── Given data ──

use num_traits::Float;
use serde::de::Error as _;
use serde::ser::SerializeTuple;
use serde::{Deserialize, Deserializer, Serialize, Serializer};
use std::ops::{Add, Div, Index, IndexMut, Mul, Sub};

/// A configuration in N-dimensional real vector space.
#[derive(Debug, Copy, Clone, PartialEq)]
pub struct RealVectorState<F: Float, const N: usize> {
    values: [F; N],
}

impl<F: Float, const N: usize> RealVectorState<F, N> {
    pub fn new(values: [F; N]) -> Self {
        Self { values }
    }

    /// The state at the origin.
    pub fn zeros() -> Self {
        Self {
            values: [F::zero(); N],
        }
    }

    pub fn values(&self) -> &[F; N] {
        &self.values
    }

    pub fn dot(&self, other: &Self) -> F {
        self.values
            .iter()
            .zip(other.values.iter())
            .fold(F::zero(), |acc, (&a, &b)| acc + a * b)
    }

    pub fn norm(&self) -> F {
        self.dot(self).sqrt()
    }

    pub fn euclidean_distance_squared(&self, other: &Self) -> F {
        self.values
            .iter()
            .zip(other.values.iter())
            .fold(F::zero(), |acc, (&a, &b)| acc + (a - b) * (a - b))
    }

    pub fn euclidean_distance(&self, other: &Self) -> F {
        self.euclidean_distance_squared(other).sqrt()
    }

    /// Returns true if every component is finite.
    pub fn is_finite(&self) -> bool {
        self.values.iter().all(|v| v.is_finite())
    }
}

impl<F: Float, const N: usize> Index<usize> for RealVectorState<F, N> {
    type Output = F;

    fn index(&self, index: usize) -> &F {
        &self.values[index]
    }
}

impl<F: Float, const N: usize> IndexMut<usize> for RealVectorState<F, N> {
    fn index_mut(&mut self, index: usize) -> &mut F {
        &mut self.values[index]
    }
}

impl<F: Float, const N: usize> Sub for RealVectorState<F, N> {
    type Output = Self;

    fn sub(self, rhs: Self) -> Self {
        let mut values = self.values;
        for (v, r) in values.iter_mut().zip(rhs.values.iter()) {
            *v = *v - *r;
        }
        Self { values }
    }
}

impl<'a, F: Float, const N: usize> Sub<&'a RealVectorState<F, N>> for &'a RealVectorState<F, N> {
    type Output = RealVectorState<F, N>;

    fn sub(self, rhs: &'a RealVectorState<F, N>) -> RealVectorState<F, N> {
        *self - *rhs
    }
}

impl<F: Float, const N: usize> Add for RealVectorState<F, N> {
    type Output = Self;

    fn add(self, rhs: Self) -> Self {
        let mut values = self.values;
        for (v, r) in values.iter_mut().zip(rhs.values.iter()) {
            *v = *v + *r;
        }
        Self { values }
    }
}

impl<'a, F: Float, const N: usize> Add<&'a RealVectorState<F, N>> for &'a RealVectorState<F, N> {
    type Output = RealVectorState<F, N>;

    fn add(self, rhs: &'a RealVectorState<F, N>) -> RealVectorState<F, N> {
        *self + *rhs
    }
}

impl<F: Float, const N: usize> Mul<F> for RealVectorState<F, N> {
    type Output = Self;

    fn mul(self, scalar: F) -> Self {
        Self {
            values: self.values.map(|v| v * scalar),
        }
    }
}

impl<F: Float, const N: usize> Div<F> for RealVectorState<F, N> {
    type Output = Self;

    fn div(self, scalar: F) -> Self {
        Self {
            values: self.values.map(|v| v / scalar),
        }
    }
}

// Arrays of generic length have no serde impls, so the state is written as a fixed-size tuple.
impl<F: Float + Serialize, const N: usize> Serialize for RealVectorState<F, N> {
    fn serialize<S: Serializer>(&self, serializer: S) -> Result<S::Ok, S::Error> {
        let mut tuple = serializer.serialize_tuple(N)?;
        for value in &self.values {
            tuple.serialize_element(value)?;
        }
        tuple.end()
    }
}

impl<'de, F: Float + Deserialize<'de>, const N: usize> Deserialize<'de>
    for RealVectorState<F, N>
{
    fn deserialize<D: Deserializer<'de>>(deserializer: D) -> Result<Self, D::Error> {
        let values: Vec<F> = Vec::deserialize(deserializer)?;
        let len = values.len();
        let values: [F; N] = values.try_into().map_err(|_| {
            D::Error::invalid_length(len, &format!("a state with {} components", N).as_str())
        })?;
        Ok(Self { values })
    }
}

#[cfg(test)]
mod tests {
    use super::*;

    #[test]
    fn test_distance_and_norm() {
        let a = RealVectorState::new([0.0, 0.0]);
        let b = RealVectorState::new([3.0, 4.0]);
        assert_eq!(a.euclidean_distance(&b), 5.0);
        assert_eq!(b.euclidean_distance_squared(&a), 25.0);
        assert_eq!((&b - &a).norm(), 5.0);
        assert_eq!(a.dot(&b), 0.0);
    }

    #[test]
    fn test_arithmetic() {
        let a = RealVectorState::new([1.0f32, 2.0, 3.0]);
        let b = RealVectorState::new([0.5f32, 0.5, 0.5]);
        assert_eq!(&a + &b, RealVectorState::new([1.5, 2.5, 3.5]));
        assert_eq!(a - b, RealVectorState::new([0.5, 1.5, 2.5]));
        assert_eq!(a * 2.0, RealVectorState::new([2.0, 4.0, 6.0]));
        assert_eq!((a / 2.0)[2], 1.5);
    }

    #[test]
    fn test_non_finite_detection() {
        assert!(RealVectorState::new([1.0, 2.0]).is_finite());
        assert!(!RealVectorState::new([f64::NAN, 2.0]).is_finite());
        assert!(!RealVectorState::new([1.0, f64::INFINITY]).is_finite());
    }
}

───

:: Aim of the exercise ::
Reproduce the data exactly, altering nothing.

:: Answer section ::
use num_traits::Float;
use serde::de::Error as _;
use serde::ser::SerializeTuple;
use serde::{Deserialize, Deserializer, Serialize, Serializer};
use std::ops::{Add, Div, Index, IndexMut, Mul, Sub};

/// A configuration in N-dimensional real vector space.
#[derive(Debug, Copy, Clone, PartialEq)]
pub struct RealVectorState<F: Float, const N: usize> {
    values: [F; N],
}

impl<F: Float, const N: usize> RealVectorState<F, N> {
    pub fn new(values: [F; N]) -> Self {
        Self { values }
    }

    /// The state at the origin.
    pub fn zeros() -> Self {
        Self {
            values: [F::zero(); N],
        }
    }

    pub fn values(&self) -> &[F; N] {
        &self.values
    }

    pub fn dot(&self, other: &Self) -> F {
        self.values
            .iter()
            .zip(other.values.iter())
            .fold(F::zero(), |acc, (&a, &b)| acc + a * b)
    }

    pub fn norm(&self) -> F {
        self.dot(self).sqrt()
    }

    pub fn euclidean_distance_squared(&self, other: &Self) -> F {
        self.values
            .iter()
            .zip(other.values.iter())
            .fold(F::zero(), |acc, (&a, &b)| acc + (a - b) * (a - b))
    }

    pub fn euclidean_distance(&self, other: &Self) -> F {
        self.euclidean_distance_squared(other).sqrt()
    }

    /// Returns true if every component is finite.
    pub fn is_finite(&self) -> bool {
        self.values.iter().all(|v| v.is_finite())
    }
}

impl<F: Float, const N: usize> Index<usize> for RealVectorState<F, N> {
    type Output = F;

    fn index(&self, index: usize) -> &F {
        &self.values[index]
    }
}

impl<F: Float, const N: usize> IndexMut<usize> for RealVectorState<F, N> {
    fn index_mut(&mut self, index: usize) -> &mut F {
        &mut self.values[index]
    }
}

impl<F: Float, const N: usize> Sub for RealVectorState<F, N> {
    type Output = Self;

    fn sub(self, rhs: Self) -> Self {
        let mut values = self.values;
        for (v, r) in values.iter_mut().zip(rhs.values.iter()) {
            *v = *v - *r;
        }
        Self { values }
    }
}

impl<'a, F: Float, const N: usize> Sub<&'a RealVectorState<F, N>> for &'a RealVectorState<F, N> {
    type Output = RealVectorState<F, N>;

    fn sub(self, rhs: &'a RealVectorState<F, N>) -> RealVectorState<F, N> {
        *self - *rhs
    }
}

impl<F: Float, const N: usize> Add for RealVectorState<F, N> {
    type Output = Self;

    fn add(self, rhs: Self) -> Self {
        let mut values = self.values;
        for (v, r) in values.iter_mut().zip(rhs.values.iter()) {
            *v = *v + *r;
        }
        Self { values }
    }
}

impl<'a, F: Float, const N: usize> Add<&'a RealVectorState<F, N>> for &'a RealVectorState<F, N> {
    type Output = RealVectorState<F, N>;

    fn add(self, rhs: &'a RealVectorState<F, N>) -> RealVectorState<F, N> {
        *self + *rhs
    }
}

impl<F: Float, const N: usize> Mul<F> for RealVectorState<F, N> {
    type Output = Self;

    fn mul(self, scalar: F) -> Self {
        Self {
            values: self.values.map(|v| v * scalar),
        }
    }
}

impl<F: Float, const N: usize> Div<F> for RealVectorState<F, N> {
    type Output = Self;

    fn div(self, scalar: F) -> Self {
        Self {
            values: self.values.map(|v| v / scalar),
        }
    }
}

// Arrays of generic length have no serde impls, so the state is written as a fixed-size tuple.
impl<F: Float + Serialize, const N: usize> Serialize for RealVectorState<F, N> {
    fn serialize<S: Serializer>(&self, serializer: S) -> Result<S::Ok, S::Error> {
        let mut tuple = serializer.serialize_tuple(N)?;
        for value in &self.values {
            tuple.serialize_element(value)?;
        }
        tuple.end()
    }
}

impl<'de, F: Float + Deserialize<'de>, const N: usize> Deserialize<'de>
    for RealVectorState<F, N>
{
    fn deserialize<D: Deserializer<'de>>(deserializer: D) -> Result<Self, D::Error> {
        let values: Vec<F> = Vec::deserialize(deserializer)?;
        let len = values.len();
        let values: [F; N] = values.try_into().map_err(|_| {
            D::Error::invalid_length(len, &format!("a state with {} components", N).as_str())
        })?;
        Ok(Self { values })
    }
}

#[cfg(test)]
mod tests {
    use super::*;

    #[test]
    fn test_distance_and_norm() {
        let a = RealVectorState::new([0.0, 0.0]);
        let b = RealVectorState::new([3.0, 4.0]);
        assert_eq!(a.euclidean_distance(&b), 5.0);
        assert_eq!(b.euclidean_distance_squared(&a), 25.0);
        assert_eq!((&b - &a).norm(), 5.0);
        assert_eq!(a.dot(&b), 0.0);
    }

    #[test]
    fn test_arithmetic() {
        let a = RealVectorState::new([1.0f32, 2.0, 3.0]);
        let b = RealVectorState::new([0.5f32, 0.5, 0.5]);
        assert_eq!(&a + &b, RealVectorState::new([1.5, 2.5, 3.5]));
        assert_eq!(a - b, RealVectorState::new([0.5, 1.5, 2.5]));
        assert_eq!(a * 2.0, RealVectorState::new([2.0, 4.0, 6.0]));
        assert_eq!((a / 2.0)[2], 1.5);
    }

    #[test]
    fn test_non_finite_detection() {
        assert!(RealVectorState::new([1.0, 2.0]).is_finite());
        assert!(!RealVectorState::new([f64::NAN, 2.0]).is_finite());
        assert!(!RealVectorState::new([1.0, f64::INFINITY]).is_finite());
    }
}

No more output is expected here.